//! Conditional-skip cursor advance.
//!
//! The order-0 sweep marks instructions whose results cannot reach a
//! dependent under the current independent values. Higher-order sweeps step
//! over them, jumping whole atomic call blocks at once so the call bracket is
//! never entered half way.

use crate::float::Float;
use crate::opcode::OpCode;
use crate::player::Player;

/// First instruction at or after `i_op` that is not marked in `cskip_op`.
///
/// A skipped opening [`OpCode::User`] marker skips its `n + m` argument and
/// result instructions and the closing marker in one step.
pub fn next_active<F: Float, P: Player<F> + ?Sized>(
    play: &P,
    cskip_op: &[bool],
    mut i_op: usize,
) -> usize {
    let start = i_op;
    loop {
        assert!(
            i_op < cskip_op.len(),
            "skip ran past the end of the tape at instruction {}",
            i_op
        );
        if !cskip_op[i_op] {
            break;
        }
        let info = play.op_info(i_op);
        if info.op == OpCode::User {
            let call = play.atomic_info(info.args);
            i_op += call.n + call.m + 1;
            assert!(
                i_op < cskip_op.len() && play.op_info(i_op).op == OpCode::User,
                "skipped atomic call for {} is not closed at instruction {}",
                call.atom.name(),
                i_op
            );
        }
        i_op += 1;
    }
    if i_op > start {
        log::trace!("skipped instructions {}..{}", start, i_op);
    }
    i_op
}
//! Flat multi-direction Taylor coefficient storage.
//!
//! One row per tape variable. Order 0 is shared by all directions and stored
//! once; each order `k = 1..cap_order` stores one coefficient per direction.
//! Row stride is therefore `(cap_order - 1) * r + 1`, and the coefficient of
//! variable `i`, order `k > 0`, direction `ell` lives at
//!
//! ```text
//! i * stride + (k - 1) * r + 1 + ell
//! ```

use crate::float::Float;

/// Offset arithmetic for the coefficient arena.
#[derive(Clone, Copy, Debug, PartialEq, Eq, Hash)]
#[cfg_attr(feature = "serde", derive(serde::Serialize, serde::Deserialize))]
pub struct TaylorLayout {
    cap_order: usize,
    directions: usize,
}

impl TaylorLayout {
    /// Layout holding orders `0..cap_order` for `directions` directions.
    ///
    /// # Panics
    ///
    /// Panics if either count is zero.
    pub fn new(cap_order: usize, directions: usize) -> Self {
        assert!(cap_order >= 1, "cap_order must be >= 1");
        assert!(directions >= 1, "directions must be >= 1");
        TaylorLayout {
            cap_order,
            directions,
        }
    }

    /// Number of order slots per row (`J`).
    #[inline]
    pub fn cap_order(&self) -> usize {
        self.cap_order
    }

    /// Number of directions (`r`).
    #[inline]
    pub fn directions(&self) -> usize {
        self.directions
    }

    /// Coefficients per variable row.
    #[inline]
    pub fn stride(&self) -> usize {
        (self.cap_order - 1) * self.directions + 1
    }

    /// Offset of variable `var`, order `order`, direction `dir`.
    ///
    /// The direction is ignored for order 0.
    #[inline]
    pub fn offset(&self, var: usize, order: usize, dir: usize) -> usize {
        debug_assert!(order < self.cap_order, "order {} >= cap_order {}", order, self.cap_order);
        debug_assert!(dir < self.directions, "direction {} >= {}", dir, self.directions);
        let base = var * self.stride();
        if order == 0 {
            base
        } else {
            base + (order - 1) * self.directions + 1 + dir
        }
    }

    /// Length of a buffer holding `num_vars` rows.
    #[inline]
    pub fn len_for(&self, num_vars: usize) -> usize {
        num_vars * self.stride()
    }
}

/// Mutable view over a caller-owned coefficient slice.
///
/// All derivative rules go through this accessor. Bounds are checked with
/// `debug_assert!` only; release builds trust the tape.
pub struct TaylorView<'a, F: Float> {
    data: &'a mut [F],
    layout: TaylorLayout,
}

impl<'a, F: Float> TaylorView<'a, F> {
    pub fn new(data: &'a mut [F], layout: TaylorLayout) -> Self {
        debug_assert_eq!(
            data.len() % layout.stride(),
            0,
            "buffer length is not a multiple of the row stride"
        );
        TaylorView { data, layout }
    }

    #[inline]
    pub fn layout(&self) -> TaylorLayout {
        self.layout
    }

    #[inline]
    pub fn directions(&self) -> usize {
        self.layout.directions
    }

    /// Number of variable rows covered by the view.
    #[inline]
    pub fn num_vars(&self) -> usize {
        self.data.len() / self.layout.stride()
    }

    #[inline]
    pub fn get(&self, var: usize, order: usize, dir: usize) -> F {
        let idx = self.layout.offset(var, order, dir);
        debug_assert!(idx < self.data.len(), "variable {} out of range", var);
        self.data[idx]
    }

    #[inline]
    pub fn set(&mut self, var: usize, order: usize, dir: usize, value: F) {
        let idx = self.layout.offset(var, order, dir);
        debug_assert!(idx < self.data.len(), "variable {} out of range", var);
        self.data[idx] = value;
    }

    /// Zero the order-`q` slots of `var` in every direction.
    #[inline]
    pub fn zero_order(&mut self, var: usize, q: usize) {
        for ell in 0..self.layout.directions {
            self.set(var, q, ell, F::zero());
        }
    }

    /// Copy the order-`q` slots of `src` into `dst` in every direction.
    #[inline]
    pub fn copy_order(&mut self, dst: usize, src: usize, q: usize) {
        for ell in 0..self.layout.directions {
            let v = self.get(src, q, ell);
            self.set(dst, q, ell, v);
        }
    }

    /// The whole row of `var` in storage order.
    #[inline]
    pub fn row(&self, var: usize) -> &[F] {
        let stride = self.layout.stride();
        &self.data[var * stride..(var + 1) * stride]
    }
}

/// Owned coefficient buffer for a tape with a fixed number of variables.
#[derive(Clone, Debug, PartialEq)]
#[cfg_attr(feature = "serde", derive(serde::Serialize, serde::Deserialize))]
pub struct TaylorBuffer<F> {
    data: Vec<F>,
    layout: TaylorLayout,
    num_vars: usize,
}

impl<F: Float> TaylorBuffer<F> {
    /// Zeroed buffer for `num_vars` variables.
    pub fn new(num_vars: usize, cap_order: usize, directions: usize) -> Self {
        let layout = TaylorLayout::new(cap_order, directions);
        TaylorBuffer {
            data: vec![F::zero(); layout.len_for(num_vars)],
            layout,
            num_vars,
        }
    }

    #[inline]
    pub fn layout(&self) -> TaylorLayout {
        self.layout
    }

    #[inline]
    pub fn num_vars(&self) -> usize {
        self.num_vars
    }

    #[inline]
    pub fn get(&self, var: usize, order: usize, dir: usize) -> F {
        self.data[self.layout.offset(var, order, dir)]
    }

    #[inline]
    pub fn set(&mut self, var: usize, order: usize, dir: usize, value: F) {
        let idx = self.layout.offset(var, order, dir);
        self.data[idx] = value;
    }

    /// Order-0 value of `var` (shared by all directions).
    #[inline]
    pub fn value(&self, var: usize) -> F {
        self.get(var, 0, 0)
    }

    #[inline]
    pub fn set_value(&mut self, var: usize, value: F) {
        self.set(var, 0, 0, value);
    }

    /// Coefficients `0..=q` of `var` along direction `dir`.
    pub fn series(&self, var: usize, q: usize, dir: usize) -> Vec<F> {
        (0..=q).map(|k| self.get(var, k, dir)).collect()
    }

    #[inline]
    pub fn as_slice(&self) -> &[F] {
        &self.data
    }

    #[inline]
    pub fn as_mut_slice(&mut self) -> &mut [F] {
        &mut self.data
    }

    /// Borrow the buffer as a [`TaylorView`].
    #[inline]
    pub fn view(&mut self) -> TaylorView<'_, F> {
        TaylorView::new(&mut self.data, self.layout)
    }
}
++++++++
## Work to be completed
Your reply is one number: how many lines of the records above contain the word "OpCode".

## Output of the exercise
4